Indeed, our baseline score from EvalML is very similar to the one we calculated ourselves, and below we can see the feature importance of 1 for the single delayed feature. The other two features with zero importance are side effects of the AutoMLSearch process and were not included in the model itself.

In [10]:
baseline.feature_importance

Unnamed: 0,feature,importance
0,target_delay_8,1
1,date,0
2,target_rolling_mean,0


## Visualizing Predictions
Beyond our use of median absolute error for evaluating models, we can also use our eyes! Here are two graphs of the predictions.

In [11]:
fig = evalml.model_understanding.graph_prediction_vs_actual_over_time(pipeline, 
                                                                      X_test, 
                                                                      y_test, 
                                                                      X_train, 
                                                                      y_train, 
                                                                      dates=X_test['date'])
fig.update_layout(title="Random Forest Regressor Predictions vs target over time")
fig.write_image("figures/random_forest.jpeg")
Image(filename="figures/random_forest.jpeg")

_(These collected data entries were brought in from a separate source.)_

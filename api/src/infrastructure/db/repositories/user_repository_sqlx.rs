use async_trait::async_trait;
use sqlx::Row;

use crate::application::ports::user_repository::{UserRepository, UserRow};
use crate::infrastructure::db::DbPool;

pub struct SqlxUserRepository {
    pub pool: DbPool,
}

impl SqlxUserRepository {
    pub fn new(pool: DbPool) -> Self {
        Self { pool }
    }
}

#[async_trait]
impl UserRepository for SqlxUserRepository {
    async fn create_user(
        &self,
        username: &str,
        password_hash: &str,
        role: &str,
    ) -> anyhow::Result<UserRow> {
        let res = sqlx::query(r#"INSERT INTO users (username, password, role) VALUES (?, ?, ?)"#)
            .bind(username)
            .bind(password_hash)
            .bind(role)
            .execute(&self.pool)
            .await?;
        Ok(UserRow {
            id: res.last_insert_rowid(),
            username: username.to_string(),
            role: role.to_string(),
            password_hash: Some(password_hash.to_string()),
        })
    }

    async fn find_by_username(&self, username: &str) -> anyhow::Result<Option<UserRow>> {
        let row = sqlx::query(r#"SELECT id, username, password, role FROM users WHERE username = ?"#)
            .bind(username)
            .fetch_optional(&self.pool)
            .await?;
        row.map(|r| -> anyhow::Result<UserRow> {
            Ok(UserRow {
                id: r.try_get("id")?,
                username: r.try_get("username")?,
                role: r.try_get("role")?,
                password_hash: r.try_get("password")?,
            })
        })
        .transpose()
    }
}
use thiserror::Error;

#[derive(Debug, Error)]
pub enum ServiceError {
    #[error("{0}")]
    Validation(String),
    // Same message for unknown user and wrong password
    #[error("Invalid username or password")]
    InvalidCredentials,
    // Reported for any failed user insert
    #[error("Username already exists")]
    UsernameTaken,
    #[error("{0}")]
    Storage(#[source] anyhow::Error),
    #[error("{0}")]
    Internal(String),
}

pub type ServiceResult<T> = Result<T, ServiceError>;
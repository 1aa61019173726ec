pub mod auth;
pub mod error;
pub mod health;
pub mod openapi;
pub mod tasks;

use axum::Router;
use axum::extract::MatchedPath;
use http::HeaderValue;
use tower_http::cors::{AllowOrigin, CorsLayer};
use tower_http::trace::TraceLayer;
use utoipa::OpenApi;
use utoipa_swagger_ui::SwaggerUi;

use crate::bootstrap::app_context::AppContext;
use crate::bootstrap::config::Config;
use crate::infrastructure::db::DbPool;

pub fn cors_layer(cfg: &Config) -> CorsLayer {
    let origin = match cfg.frontend_url.as_deref().map(HeaderValue::from_str) {
        Some(Ok(v)) => AllowOrigin::exact(v),
        Some(Err(_)) | None => AllowOrigin::mirror_request(),
    };
    CorsLayer::new()
        .allow_origin(origin)
        .allow_methods([
            http::Method::GET,
            http::Method::POST,
            http::Method::PUT,
            http::Method::DELETE,
            http::Method::OPTIONS,
        ])
        .allow_headers([http::header::CONTENT_TYPE])
}

pub fn router(ctx: AppContext, pool: DbPool) -> Router {
    let cors = cors_layer(&ctx.cfg);
    Router::new()
        .nest("/api", health::routes(pool))
        .nest("/api", tasks::routes(ctx.clone()))
        .nest("/api", auth::routes(ctx))
        .merge(SwaggerUi::new("/api/docs").url("/api/openapi.json", openapi::ApiDoc::openapi()))
        .fallback(error::not_found)
        .layer(cors)
        .layer(
            TraceLayer::new_for_http().make_span_with(|req: &http::Request<_>| {
                let method = req.method().clone();
                let uri = req.uri().clone();
                let matched = req
                    .extensions()
                    .get::<MatchedPath>()
                    .map(|p| p.as_str().to_string())
                    .unwrap_or_default();
                tracing::info_span!("http", %method, %uri, matched_path = %matched)
            }),
        )
}
pub mod db;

<IPython.core.display.Image object>

In [12]:
fig = evalml.model_understanding.graph_prediction_vs_actual_over_time(baseline, 
                                                                      X_test, 
                                                                      y_test, 
                                                                      X_train, 
                                                                      y_train, 
                                                                      dates=X_test['date'])
fig.update_layout(title="Baseline Predictions vs target over time")
fig.write_image("figures/baseline.jpeg")
Image(filename="figures/baseline.jpeg")

<IPython.core.display.Image object>

Notice how the prediction for the baseline run is essentially a shifted version of the target data. This makes sense, as the only feature used was a delayed version of the target data. Using more features, such as the rolling mean, we get predictions that are better, because they follow the rolling mean more tightly.